A funny thing happened to me last night; no funny is not the appropriate word to use, a surprising thing occurred. For the first time since I began writing seriously I was not able to write down my true emotions. I wrote outside of myself; I tried to clean it up and make it what I assumed other people would want to or need to hear. This has never happened to me; it was a reality check, what exactly was I trying to hide? I thought about it and the answer is nothing; I have never believed in hiding behind anything before so why should it start now? If I can’t express myself in my writing why am I doing it? Anyone else share this struggle, what did you do to work through it? Let’s make a promise to just own it.
Be Creative, Take a Risk, Let it Flow; the most important works I have read were not cloaked in the safety of the norm.
The struggle goes on . Smile ! I hope you win the battle with why .
Writing is like a roller-coaster chasing your muse. The more you ride the gentler the ride. Sometimes you need to take a rest (voluntarily or not) and people call that writer block. just enjoy the peace of not being able to write, and I assure your next piece will be awesome!
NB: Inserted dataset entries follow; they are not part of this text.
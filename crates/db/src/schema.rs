//! Database schema initialization for Tally
//!
//! Defines the SurrealDB schema for the task table monitoring reports read.

use crate::error::DbError;
use surrealdb::Surreal;
use surrealdb::engine::local::Db;

/// SQL statements for schema initialization
mod sql {
    /// Define the task table with all fields
    pub const DEFINE_TASK_TABLE: &str = r#"
        DEFINE TABLE IF NOT EXISTS task SCHEMAFULL;

        DEFINE FIELD IF NOT EXISTS name ON task TYPE string;

        DEFINE FIELD IF NOT EXISTS workbasket_key ON task TYPE string;

        DEFINE FIELD IF NOT EXISTS domain ON task TYPE string DEFAULT "";

        DEFINE FIELD IF NOT EXISTS classification_key ON task TYPE string;

        DEFINE FIELD IF NOT EXISTS classification_category ON task TYPE string;

        DEFINE FIELD IF NOT EXISTS attachment_classification_key ON task TYPE option<string>;

        DEFINE FIELD IF NOT EXISTS state ON task TYPE string
            ASSERT $value IN ["ready", "claimed", "completed", "cancelled", "terminated"];

        DEFINE FIELD IF NOT EXISTS priority ON task TYPE int DEFAULT 0;

        DEFINE FIELD IF NOT EXISTS due ON task TYPE string;

        DEFINE FIELD IF NOT EXISTS custom_1 ON task TYPE option<string>;
        DEFINE FIELD IF NOT EXISTS custom_2 ON task TYPE option<string>;
        DEFINE FIELD IF NOT EXISTS custom_3 ON task TYPE option<string>;
        DEFINE FIELD IF NOT EXISTS custom_4 ON task TYPE option<string>;

        DEFINE FIELD IF NOT EXISTS created_at ON task TYPE datetime DEFAULT time::now();
    "#;

    /// Indexes backing the monitor filters
    pub const DEFINE_TASK_INDEXES: &str = r#"
        DEFINE INDEX IF NOT EXISTS task_workbasket ON task FIELDS workbasket_key;
        DEFINE INDEX IF NOT EXISTS task_state ON task FIELDS state;
    "#;
}

/// Initialize the database schema.
///
/// Creates the task table with all required fields, constraints and indexes.
///
/// This function is idempotent - it can be called multiple times safely
/// as it uses `IF NOT EXISTS` clauses.
///
/// # Errors
///
/// Returns `DbError::Schema` if any schema definition fails.
pub async fn init_schema(client: &Surreal<Db>) -> Result<(), DbError> {
    client
        .query(sql::DEFINE_TASK_TABLE)
        .await
        .and_then(|response| response.check())
        .map_err(|e| DbError::Schema(Box::new(e)))?;

    client
        .query(sql::DEFINE_TASK_INDEXES)
        .await
        .and_then(|response| response.check())
        .map_err(|e| DbError::Schema(Box::new(e)))?;

    Ok(())
}

#[cfg(test)]
mod tests {
    use super::*;
    use surrealdb::engine::local::Mem;

    async fn setup_test_db() -> Surreal<Db> {
        let client = Surreal::new::<Mem>(()).await.unwrap();
        client.use_ns("tally").use_db("test").await.unwrap();
        client
    }

    #[tokio::test]
    async fn test_init_schema_is_idempotent() {
        let client = setup_test_db().await;
        init_schema(&client).await.unwrap();
        init_schema(&client).await.unwrap();
    }

    #[tokio::test]
    async fn test_state_assertion_rejects_unknown_state() {
        let client = setup_test_db().await;
        init_schema(&client).await.unwrap();

        let result = client
            .query(
                r#"CREATE task:bad SET
                    name = "Bad",
                    workbasket_key = "WB1",
                    classification_key = "L1",
                    classification_category = "EXTERNAL",
                    state = "done",
                    due = "2018-02-06""#,
            )
            .await
            .unwrap()
            .check();
        assert!(result.is_err(), "Unknown state should be rejected");
    }

    #[tokio::test]
    async fn test_valid_task_is_accepted() {
        let client = setup_test_db().await;
        init_schema(&client).await.unwrap();

        let result = client
            .query(
                r#"CREATE task:ok SET
                    name = "Ok",
                    workbasket_key = "WB1",
                    classification_key = "L1",
                    classification_category = "EXTERNAL",
                    state = "ready",
                    due = "2018-02-06""#,
            )
            .await
            .unwrap()
            .check();
        assert!(result.is_ok(), "Valid task should be accepted: {:?}", result.err());
    }
}
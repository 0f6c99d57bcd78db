//! Query items fed into reports

/// A pre-aggregated count of tasks sharing a row key and an age
///
/// Persistence produces items with raw calendar-day ages; they are converted
/// to working-day ages before being added to a report. The optional detail
/// key feeds the nested rows of a [`FoldableRow`](crate::FoldableRow).
#[derive(Debug, Clone, PartialEq, Eq, Hash)]
pub struct QueryItem {
    key: String,
    detail_key: Option<String>,
    age_in_days: i32,
    count: u64,
}

impl QueryItem {
    /// Create an item without a detail key
    pub fn new(key: impl Into<String>, age_in_days: i32, count: u64) -> Self {
        Self {
            key: key.into(),
            detail_key: None,
            age_in_days,
            count,
        }
    }

    /// Attach a secondary grouping key
    pub fn with_detail_key(mut self, detail_key: impl Into<String>) -> Self {
        self.detail_key = Some(detail_key.into());
        self
    }

    /// Row key
    pub fn key(&self) -> &str {
        &self.key
    }

    /// Secondary grouping key, if any
    pub fn detail_key(&self) -> Option<&str> {
        self.detail_key.as_deref()
    }

    /// Age in days relative to the report's reference date
    pub fn age_in_days(&self) -> i32 {
        self.age_in_days
    }

    /// Number of tasks this item stands for
    pub fn count(&self) -> u64 {
        self.count
    }

    /// Same item with a converted age
    pub(crate) fn with_age(mut self, age_in_days: i32) -> Self {
        self.age_in_days = age_in_days;
        self
    }

    pub(crate) fn set_count(&mut self, count: u64) {
        self.count = count;
    }
}

/// Hook run on every item before it is added to a report
///
/// The returned value replaces the item's count. The age cannot be changed.
pub trait QueryItemPreprocessor {
    fn apply(&self, item: &QueryItem) -> u64;
}

impl<F> QueryItemPreprocessor for F
where
    F: Fn(&QueryItem) -> u64,
{
    fn apply(&self, item: &QueryItem) -> u64 {
        self(item)
    }
}

#[cfg(test)]
mod tests {
    use super::*;

    #[test]
    fn test_query_item_accessors() {
        let item = QueryItem::new("WBI:1", -3, 7).with_detail_key("L1050");
        assert_eq!(item.key(), "WBI:1");
        assert_eq!(item.detail_key(), Some("L1050"));
        assert_eq!(item.age_in_days(), -3);
        assert_eq!(item.count(), 7);
    }

    #[test]
    fn test_with_age_keeps_other_fields() {
        let item = QueryItem::new("key", 4, 2).with_detail_key("sub").with_age(3);
        assert_eq!(item.age_in_days(), 3);
        assert_eq!(item.count(), 2);
        assert_eq!(item.detail_key(), Some("sub"));
    }

    #[test]
    fn test_closure_preprocessor() {
        let double = |item: &QueryItem| item.count() * 2;
        assert_eq!(double.apply(&QueryItem::new("key", 0, 5)), 10);
    }
}
//! Report command for working-day age reports
//!
//! Implements the `tly report` command, and the options it shares with
//! `tly drill` so a drill-down resolves exactly the cells a report printed.

use crate::commands::{parse_custom_value, parse_date, parse_state};
use crate::output::{format_detailed_report_table, format_report_table};
use chrono::{DateTime, NaiveDate, NaiveTime, Utc};
use clap::Args;
use std::sync::Arc;
use tally_core::{
    FoldableRow, HolidayCalendar, ReportBuilder, Row, TimeIntervalColumnHeader,
};
use tally_db::{CustomField, Database, DbError, MonitorFilter, ReportGrouping, TaskState};
use tracing::debug;

/// Column headers used when none are given
pub const DEFAULT_HEADERS: [&str; 9] = [
    "..-11", "-10..-6", "-5..-2", "-1", "0", "1", "2..5", "6..10", "11..",
];

/// Options shared by report and drill
#[derive(Debug, Clone, Args)]
pub struct ReportOptions {
    /// Row grouping (workbasket, classification, category, custom-1 to custom-4)
    #[arg(long = "by", default_value = "workbasket", value_parser = parse_grouping)]
    pub grouping: ReportGrouping,

    /// Column header such as 3, 1..5, ..-6 or 6.. (can be specified multiple times)
    #[arg(long = "header", allow_hyphen_values = true, value_parser = parse_header)]
    pub headers: Vec<TimeIntervalColumnHeader>,

    /// Date ages are measured from (YYYY-MM-DD, default today)
    #[arg(long, value_parser = parse_date)]
    pub reference: Option<NaiveDate>,

    /// Bucket ages as calendar days instead of working days
    #[arg(long)]
    pub calendar_days: bool,

    /// Filter by workbasket (can be specified multiple times)
    #[arg(short, long = "workbasket")]
    pub workbaskets: Vec<String>,

    /// Filter by state (can be specified multiple times, default ready and claimed)
    #[arg(short, long = "state", value_parser = parse_state)]
    pub states: Vec<TaskState>,

    /// Filter by classification category (can be specified multiple times)
    #[arg(long = "category")]
    pub categories: Vec<String>,

    /// Filter by domain (can be specified multiple times)
    #[arg(long = "domain")]
    pub domains: Vec<String>,

    /// Filter by classification key (can be specified multiple times)
    #[arg(long = "classification")]
    pub classifications: Vec<String>,

    /// Filter by custom attribute as N=VALUE (can be specified multiple times)
    #[arg(long = "custom", value_parser = parse_custom_value)]
    pub custom: Vec<(CustomField, String)>,
}

/// Parse a report grouping
fn parse_grouping(s: &str) -> Result<ReportGrouping, String> {
    s.parse::<ReportGrouping>().map_err(|e| e.to_string())
}

/// Parse a column header
fn parse_header(s: &str) -> Result<TimeIntervalColumnHeader, String> {
    s.parse::<TimeIntervalColumnHeader>()
        .map_err(|e| e.to_string())
}

impl Default for ReportOptions {
    fn default() -> Self {
        Self {
            grouping: ReportGrouping::Workbasket,
            headers: vec![],
            reference: None,
            calendar_days: false,
            workbaskets: vec![],
            states: vec![],
            categories: vec![],
            domains: vec![],
            classifications: vec![],
            custom: vec![],
        }
    }
}

impl ReportOptions {
    /// Requested headers, or the default bucket layout
    pub fn column_headers(&self) -> Vec<TimeIntervalColumnHeader> {
        if !self.headers.is_empty() {
            return self.headers.clone();
        }
        DEFAULT_HEADERS
            .iter()
            .filter_map(|header| header.parse().ok())
            .collect()
    }

    /// Task filter these options describe
    pub fn filter(&self) -> MonitorFilter {
        let mut filter = MonitorFilter::new()
            .with_workbaskets(self.workbaskets.iter().cloned())
            .with_states(self.states.iter().copied());
        for category in &self.categories {
            filter = filter.with_category(category.clone());
        }
        for domain in &self.domains {
            filter = filter.with_domain(domain.clone());
        }
        for classification in &self.classifications {
            filter = filter.with_classification(classification.clone());
        }
        for (field, value) in &self.custom {
            filter = filter.with_custom_value(*field, value.clone());
        }
        filter
    }

    /// Reference instant, midnight UTC of the reference date or now
    pub fn reference_instant(&self) -> DateTime<Utc> {
        match self.reference {
            Some(date) => date.and_time(NaiveTime::MIN).and_utc(),
            None => Utc::now(),
        }
    }

    /// Report builder configured from these options
    pub fn builder(
        &self,
        calendar: &Arc<HolidayCalendar>,
        reference: DateTime<Utc>,
    ) -> ReportBuilder {
        ReportBuilder::new(calendar.clone(), reference)
            .with_column_headers(self.column_headers())
            .with_in_working_days(!self.calendar_days)
    }
}

/// Print a working-day age report
#[derive(Debug, Args)]
pub struct ReportCommand {
    #[command(flatten)]
    pub options: ReportOptions,

    /// Fold rows by attachment classification
    #[arg(short, long)]
    pub detailed: bool,
}

impl ReportCommand {
    /// Execute the report command.
    ///
    /// Counts the filtered tasks by row key and age, converts ages to
    /// working days and renders the resulting report as a table.
    ///
    /// # Arguments
    ///
    /// * `db` - Reference to the database connection
    /// * `calendar` - Holiday calendar used for the conversion
    ///
    /// # Errors
    ///
    /// Returns `DbError` if the query fails or an age cannot be converted.
    pub async fn execute(
        &self,
        db: &Database,
        calendar: &Arc<HolidayCalendar>,
    ) -> Result<String, DbError> {
        let reference = self.options.reference_instant();
        let builder = self.options.builder(calendar, reference);

        let items = db
            .monitor()
            .age_counts(
                &self.options.filter(),
                self.options.grouping,
                self.detailed,
                reference.date_naive(),
            )
            .await?;
        debug!(items = items.len(), detailed = self.detailed, "Loaded report items");

        let label = grouping_label(self.options.grouping);
        if self.detailed {
            let report = builder.build::<FoldableRow>(items)?;
            Ok(format_detailed_report_table(&report, label))
        } else {
            let report = builder.build::<Row>(items)?;
            Ok(format_report_table(&report, label))
        }
    }
}

/// Title of the key column for a grouping
fn grouping_label(grouping: ReportGrouping) -> &'static str {
    match grouping {
        ReportGrouping::Workbasket => "Workbasket",
        ReportGrouping::Classification => "Classification",
        ReportGrouping::ClassificationCategory => "Category",
        ReportGrouping::CustomField(CustomField::Custom1) => "Custom 1",
        ReportGrouping::CustomField(CustomField::Custom2) => "Custom 2",
        ReportGrouping::CustomField(CustomField::Custom3) => "Custom 3",
        ReportGrouping::CustomField(CustomField::Custom4) => "Custom 4",
    }
}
Thanks for visiting my blog today. I enjoyed this post – especially as you talk of the experience of writing outside yourself – as last week I posted about that: the difference between writing that comes from within and without. Great to read about someone else’s handling of the situation.
I think everyone writes from experience. Writer’s see thing differently- or do we just sit and express what we see; whereas most people would not bother. Be proud that you cleaned it up- or tried to. I can’t hide. I write things down to vent. I cannot talk; therfore I write.
Love it when that happens. Revelations like this are like candy rewards for all our hard work and determination.
I love the candy metaphor you used there 🙂
Thanks for your honesty.We write for many reasons but I agree that sometimes we have to just own it.When we allow our true selves to breathe upon the canvas, beautiful things begin to happen.You become less judgmental of your self and others.Writing is a process of giving voice and expression but finding ourselves too.When I first started I was so nervous, I didn’t really know where I was going.I wanted to say the right things,I have since found out there are no right things.We write for others to find meaning they will take what they want and leave the rest.The people who don’t get you never will.Be daring, go for it in 2013!
I’m going through this right now! Trying to ‘reset’ myself back to ME, back to what i want to write about…. everything passes, with time 🙂
I wouldn’t question it, just flow with it if you can, it’ll lead you down a different path perhaps
I think this is a side effect of blogging, or social networking. We begin to project an image of ourselves to the world, and can never really share all our innermost thoughts. Anyone can and just might stumble across it. It really is the world! It is also easy to become concerned with how many likes or shares we get, and forget the purity of our writing when it was private. I like this post a lot as it is a very important thing to be aware of, and we do need to keep giving ourselves that reality check. Usually if people truly express themselves honestly, people love it even if they do not agree with it. People know the difference and appreciate honesty and genuine expression.
Yes.. this happens to me, and sometimes when I really want/need to write, it’s frustrating as ever! But there are always reasons, most of which I find later, why I’m stuck, unable to write effortlessly as always. It is not good to force, or push, yourself to write in moments like these.. like someone said above, relax, chill out, and put the pen down, or close your laptop! The writing will come when it’s time.. and it will be real, raw, fresh, and refreshing! ~ Jen 🙂
Don’t you love it when this happens? I look at it as a challenge…. When I can’t come up with what to write about, it’s like putting laundry in the dryer… Just pull something out and let it rip… You probably actually have so many thoughts inside your head that you are only having trouble narrowing it down to one single idea… Thanks for visiting my blog recently. Sorry to be late responding, my mother had a stroke on Friday so I’m meeting myself coming and going…:D
I’ve experienced this before but I found when you’re really having trouble with it just write something that is for yourself which no one will ever see. I have heaps of stuff that isn’t really written for anyone else to see but they contain my true emotions no matter how scary or confronting they are.
For me, I’ve discovered this means I don’t really know exactly what I’m feeling. So I wait for the moment when the feeling erupts into a place I can grasp. This often happens on a walk, a step back from myself, and in the infamous middle of the night. Ah, and sometimes in rare moments, if I’m alone, I write until I write myself into being aware.